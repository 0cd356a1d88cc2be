//! [`Deal`]-related definitions.

pub mod audit;
pub mod contract;
pub mod document;

use std::future;

use common::{Date, DateTime, Handler as _};
use derive_more::{AsRef, Display, From, Into};
use futures::TryFutureExt as _;
use juniper::{graphql_object, GraphQLEnum, GraphQLScalar};
use service::{domain, query};
use tokio::sync::OnceCell;
use uuid::Uuid;

use crate::{api, api::scalar, AsError, Context, Error};

pub use self::{
    audit::AuditEntry, contract::Contract, document::Document,
};

/// Admin-mediated rental deal between a tenant and a landlord.
#[derive(Clone, Debug)]
pub struct Deal {
    /// ID of this [`Deal`].
    id: Id,

    /// Underlying [`domain::Deal`].
    deal: OnceCell<domain::Deal>,
}

impl From<domain::Deal> for Deal {
    fn from(deal: domain::Deal) -> Self {
        Self {
            id: deal.id.into(),
            deal: OnceCell::new_with(Some(deal)),
        }
    }
}

impl Deal {
    /// Creates a new [`Deal`] with the provided ID.
    ///
    /// # Safety
    ///
    /// Caller must ensure that [`Deal`] with the provided ID exists,
    /// otherwise accessing this [`Deal`] will result with an error.
    #[expect(unsafe_code, reason = "bypass")]
    #[must_use]
    pub unsafe fn new_unchecked(id: impl Into<Id>) -> Self {
        Self {
            id: id.into(),
            deal: OnceCell::new(),
        }
    }

    /// Returns the underlying [`domain::Deal`].
    ///
    /// # Errors
    ///
    /// Errors if the [`domain::Deal`] doesn't exist.
    async fn deal(&self, ctx: &Context) -> Result<&domain::Deal, Error> {
        let id = self.id.into();
        self.deal
            .get_or_try_init(|| {
                ctx.service()
                    .execute(query::deal::ById::by(id))
                    .map_err(AsError::into_error)
                    .map_err(ctx.error())
                    .and_then(|d| {
                        future::ready(d.ok_or_else(|| {
                            api::query::DealError::NotExists.into()
                        }))
                    })
            })
            .await
    }
}

/// Admin-mediated rental deal between a tenant and a landlord.
#[graphql_object(context = Context)]
impl Deal {
    /// Unique identifier of this `Deal`.
    #[tracing::instrument(
        skip_all,
        fields(
            gql.name = "Deal.id",
            otel.name = api::Query::SPAN_NAME,
        ),
    )]
    pub fn id(&self) -> Id {
        self.id
    }

    /// `Listing` this `Deal` is about.
    #[tracing::instrument(
        skip_all,
        fields(
            gql.name = "Deal.listing",
            otel.name = api::Query::SPAN_NAME,
        ),
    )]
    pub async fn listing(&self, ctx: &Context) -> Result<api::Listing, Error> {
        let listing_id = self.deal(ctx).await?.listing_id;

        #[expect(
            unsafe_code,
            reason = "`Deal` existence guarantees its `Listing` existence"
        )]
        Ok(unsafe { api::Listing::new_unchecked(listing_id) })
    }

    /// `User` renting the `Listing`.
    #[tracing::instrument(
        skip_all,
        fields(
            gql.name = "Deal.tenant",
            otel.name = api::Query::SPAN_NAME,
        ),
    )]
    pub async fn tenant(&self, ctx: &Context) -> Result<api::User, Error> {
        let tenant_id = self.deal(ctx).await?.tenant_id;

        #[expect(
            unsafe_code,
            reason = "`Deal` existence guarantees its tenant existence"
        )]
        Ok(unsafe { api::User::new_unchecked(tenant_id) })
    }

    /// `User` owning the `Listing`.
    #[tracing::instrument(
        skip_all,
        fields(
            gql.name = "Deal.landlord",
            otel.name = api::Query::SPAN_NAME,
        ),
    )]
    pub async fn landlord(&self, ctx: &Context) -> Result<api::User, Error> {
        let landlord_id = self.deal(ctx).await?.landlord_id;

        #[expect(
            unsafe_code,
            reason = "`Deal` existence guarantees its landlord existence"
        )]
        Ok(unsafe { api::User::new_unchecked(landlord_id) })
    }

    /// Current lifecycle status of this `Deal`.
    #[tracing::instrument(
        skip_all,
        fields(
            gql.name = "Deal.status",
            otel.name = api::Query::SPAN_NAME,
        ),
    )]
    pub async fn status(&self, ctx: &Context) -> Result<Status, Error> {
        Ok(self.deal(ctx).await?.status.into())
    }

    /// First day of the rental period, once chosen by the tenant.
    #[tracing::instrument(
        skip_all,
        fields(
            gql.name = "Deal.startDate",
            otel.name = api::Query::SPAN_NAME,
        ),
    )]
    pub async fn start_date(&self, ctx: &Context) -> Result<Option<Date>, Error> {
        Ok(self.deal(ctx).await?.start_date)
    }

    /// Last day of the rental period, once chosen by the tenant.
    #[tracing::instrument(
        skip_all,
        fields(
            gql.name = "Deal.endDate",
            otel.name = api::Query::SPAN_NAME,
        ),
    )]
    pub async fn end_date(&self, ctx: &Context) -> Result<Option<Date>, Error> {
        Ok(self.deal(ctx).await?.end_date)
    }

    /// Indicator whether the landlord has confirmed the rental period.
    #[tracing::instrument(
        skip_all,
        fields(
            gql.name = "Deal.datesConfirmed",
            otel.name = api::Query::SPAN_NAME,
        ),
    )]
    pub async fn dates_confirmed(&self, ctx: &Context) -> Result<bool, Error> {
        Ok(self.deal(ctx).await?.dates_confirmed)
    }

    /// Administrator assigned to this `Deal`, if any.
    #[tracing::instrument(
        skip_all,
        fields(
            gql.name = "Deal.admin",
            otel.name = api::Query::SPAN_NAME,
        ),
    )]
    pub async fn admin(&self, ctx: &Context) -> Result<Option<api::User>, Error> {
        let admin_id = self.deal(ctx).await?.admin_id;

        #[expect(
            unsafe_code,
            reason = "assigned administrator is always an existing `User`"
        )]
        Ok(admin_id.map(|id| unsafe { api::User::new_unchecked(id) }))
    }

    /// Free-form note the tenant left when reserving.
    #[tracing::instrument(
        skip_all,
        fields(
            gql.name = "Deal.tenantNote",
            otel.name = api::Query::SPAN_NAME,
        ),
    )]
    pub async fn tenant_note(
        &self,
        ctx: &Context,
    ) -> Result<Option<TenantNote>, Error> {
        Ok(self.deal(ctx).await?.tenant_note.clone().map(Into::into))
    }

    /// `DateTime` when this `Deal` was created.
    #[tracing::instrument(
        skip_all,
        fields(
            gql.name = "Deal.createdAt",
            otel.name = api::Query::SPAN_NAME,
        ),
    )]
    pub async fn created_at(&self, ctx: &Context) -> Result<DateTime, Error> {
        Ok(self.deal(ctx).await?.created_at.coerce())
    }

    /// `DateTime` when this `Deal` was last updated.
    #[tracing::instrument(
        skip_all,
        fields(
            gql.name = "Deal.updatedAt",
            otel.name = api::Query::SPAN_NAME,
        ),
    )]
    pub async fn updated_at(&self, ctx: &Context) -> Result<DateTime, Error> {
        Ok(self.deal(ctx).await?.updated_at.coerce())
    }

    /// Uploaded `DealDocument`s of this `Deal`, newest first.
    #[tracing::instrument(
        skip_all,
        fields(
            gql.name = "Deal.documents",
            otel.name = api::Query::SPAN_NAME,
        ),
    )]
    pub async fn documents(
        &self,
        ctx: &Context,
    ) -> Result<Vec<Document>, Error> {
        ctx.service()
            .execute(query::deal::Documents::by(self.id.into()))
            .await
            .map_err(AsError::into_error)
            .map_err(ctx.error())
            .map(|docs| docs.into_iter().map(Into::into).collect())
    }

    /// Audit trail of this `Deal`, newest first.
    #[tracing::instrument(
        skip_all,
        fields(
            gql.name = "Deal.auditTrail",
            otel.name = api::Query::SPAN_NAME,
        ),
    )]
    pub async fn audit_trail(
        &self,
        ctx: &Context,
    ) -> Result<Vec<AuditEntry>, Error> {
        ctx.service()
            .execute(query::deal::AuditTrail::by(self.id.into()))
            .await
            .map_err(AsError::into_error)
            .map_err(ctx.error())
            .map(|entries| entries.into_iter().map(Into::into).collect())
    }

    /// Unsigned `DealContract` of this `Deal`, once attached.
    #[tracing::instrument(
        skip_all,
        fields(
            gql.name = "Deal.contract",
            otel.name = api::Query::SPAN_NAME,
        ),
    )]
    pub async fn contract(
        &self,
        ctx: &Context,
    ) -> Result<Option<Contract>, Error> {
        ctx.service()
            .execute(query::deal::Contract::by(self.id.into()))
            .await
            .map_err(AsError::into_error)
            .map_err(ctx.error())
            .map(|c| c.map(Into::into))
    }
}

/// Unique identifier of a `Deal`.
#[derive(Clone, Copy, Debug, Display, Into, From, GraphQLScalar)]
#[from(domain::deal::Id)]
#[into(domain::deal::Id)]
#[graphql(name = "DealId", transparent)]
pub struct Id(Uuid);

/// Lifecycle status of a `Deal`.
#[derive(Clone, Copy, Debug, Eq, GraphQLEnum, PartialEq)]
#[graphql(name = "DealStatus")]
pub enum Status {
    /// `Listing` is reserved, nothing has been submitted yet.
    Reserved,

    /// At least one `DealDocument` is uploaded, more are awaited.
    DocsPending,

    /// An administrator considers the documents sufficient.
    DocsVerified,

    /// Unsigned `DealContract` is attached, signatures are awaited.
    ReadyToSign,

    /// Both parties signed, payment is awaited.
    ReadyToPay,

    /// Payment is recorded.
    Paid,

    /// The rental is completed.
    Completed,

    /// The `Deal` is canceled.
    Canceled,
}

impl From<domain::deal::Status> for Status {
    fn from(status: domain::deal::Status) -> Self {
        use domain::deal::Status as S;
        match status {
            S::Reserved => Self::Reserved,
            S::DocsPending => Self::DocsPending,
            S::DocsVerified => Self::DocsVerified,
            S::ReadyToSign => Self::ReadyToSign,
            S::ReadyToPay => Self::ReadyToPay,
            S::Paid => Self::Paid,
            S::Completed => Self::Completed,
            S::Canceled => Self::Canceled,
        }
    }
}

impl From<Status> for domain::deal::Status {
    fn from(status: Status) -> Self {
        match status {
            Status::Reserved => Self::Reserved,
            Status::DocsPending => Self::DocsPending,
            Status::DocsVerified => Self::DocsVerified,
            Status::ReadyToSign => Self::ReadyToSign,
            Status::ReadyToPay => Self::ReadyToPay,
            Status::Paid => Self::Paid,
            Status::Completed => Self::Completed,
            Status::Canceled => Self::Canceled,
        }
    }
}

/// One of the two participants of a `Deal`.
#[derive(Clone, Copy, Debug, Eq, GraphQLEnum, PartialEq)]
#[graphql(name = "DealParty")]
pub enum Party {
    /// The `User` renting the `Listing`.
    Tenant,

    /// The `User` owning the `Listing`.
    Landlord,
}

impl From<domain::deal::Party> for Party {
    fn from(party: domain::deal::Party) -> Self {
        use domain::deal::Party as P;
        match party {
            P::Tenant => Self::Tenant,
            P::Landlord => Self::Landlord,
        }
    }
}

impl From<Party> for domain::deal::Party {
    fn from(party: Party) -> Self {
        match party {
            Party::Tenant => Self::Tenant,
            Party::Landlord => Self::Landlord,
        }
    }
}

/// Free-form note a tenant leaves when reserving a `Listing`.
#[derive(AsRef, Clone, Debug, Display, From, GraphQLScalar, Into)]
#[graphql(
    name = "DealTenantNote",
    with = scalar::Via::<domain::deal::TenantNote>,
)]
pub struct TenantNote(domain::deal::TenantNote);

pub mod list {
    //! Definitions related to the [`Deal`] list.

    use derive_more::{AsRef, From, Into};
    use juniper::{graphql_object, GraphQLScalar};
    use service::{query, read, Query as _};

    use crate::{api::scalar, AsError, Context, Error};

    use super::Deal;

    /// Cursor for the `Deal` list.
    #[derive(AsRef, Clone, Copy, Debug, From, GraphQLScalar, Into)]
    #[from(super::Id, read::deal::list::Cursor)]
    #[graphql(
        name = "DealListCursor",
        with = scalar::Via::<read::deal::list::Cursor>,
    )]
    pub struct Cursor(pub read::deal::list::Cursor);

    /// Edge in the [`Deal`] list.
    #[derive(Clone, Copy, Debug, From, Into)]
    pub struct Edge(read::deal::list::Edge);

    /// Edge in the `Deal` list.
    #[graphql_object(name = "DealListEdge", context = Context)]
    impl Edge {
        /// Cursor of this `DealListEdge`.
        #[must_use]
        pub fn cursor(&self) -> Cursor {
            self.0.cursor.into()
        }

        /// Node of this `DealListEdge`.
        #[must_use]
        pub fn node(&self) -> Deal {
            #[expect(
                unsafe_code,
                reason = "`Edge` loaded from repository guarantees `Deal` \
                          existence"
            )]
            unsafe {
                Deal::new_unchecked(self.0.node)
            }
        }
    }

    /// Connection of the [`Deal`] list.
    #[derive(Clone, Debug)]
    pub struct Connection {
        /// Underlying [`read::deal::list::Connection`].
        pub(crate) conn: read::deal::list::Connection,

        /// Filter the [`Connection`] was selected with.
        pub(crate) filter: read::deal::list::Filter,
    }

    /// Connection of the `Deal` list.
    #[graphql_object(name = "DealListConnection", context = Context)]
    impl Connection {
        /// Edges in this `DealListConnection`.
        #[must_use]
        pub fn edges(&self) -> Vec<Edge> {
            self.conn.edges.iter().copied().map(Into::into).collect()
        }

        /// Information about the page.
        #[must_use]
        pub fn page_info(&self) -> PageInfo {
            PageInfo {
                info: self.conn.page_info(),
                start_cursor: self.conn.edges.first().map(|e| e.cursor.into()),
                end_cursor: self.conn.edges.last().map(|e| e.cursor.into()),
                filter: self.filter,
            }
        }
    }

    /// Information about a [`Connection`] page.
    #[derive(Clone, Copy, Debug)]
    pub struct PageInfo {
        /// Underlying [`read::deal::list::PageInfo`].
        info: read::deal::list::PageInfo,

        /// Start cursor of the page.
        start_cursor: Option<Cursor>,

        /// End cursor of the page.
        end_cursor: Option<Cursor>,

        /// Filter the page was selected with.
        filter: read::deal::list::Filter,
    }

    /// Information about a `DealListConnection` page.
    #[graphql_object(name = "DealListPageInfo", context = Context)]
    impl PageInfo {
        /// Indicator whether there is a next page.
        #[must_use]
        pub fn has_next_page(&self) -> bool {
            self.info.has_next_page
        }

        /// Indicator whether there is a previous page.
        #[must_use]
        pub fn has_previous_page(&self) -> bool {
            self.info.has_previous_page
        }

        /// Start cursor of the page.
        #[must_use]
        pub fn start_cursor(&self) -> &Option<Cursor> {
            &self.start_cursor
        }

        /// End cursor of the page.
        #[must_use]
        pub fn end_cursor(&self) -> &Option<Cursor> {
            &self.end_cursor
        }

        /// Total `Deal`s count matching the filter.
        pub async fn total_count(&self, ctx: &Context) -> Result<i32, Error> {
            ctx.service()
                .execute(query::deals::TotalCount::by(self.filter))
                .await
                .map_err(AsError::into_error)
                .map_err(ctx.error())
                .map(Into::into)
        }
    }
}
________________
**WORK INSTRUCTION**
Review the preceding data and report every line that includes the string "ReadyToPay".

**EXERCISE RESULT**
    ReadyToPay,
            S::ReadyToPay => Self::ReadyToPay,
            Status::ReadyToPay => Self::ReadyToPay,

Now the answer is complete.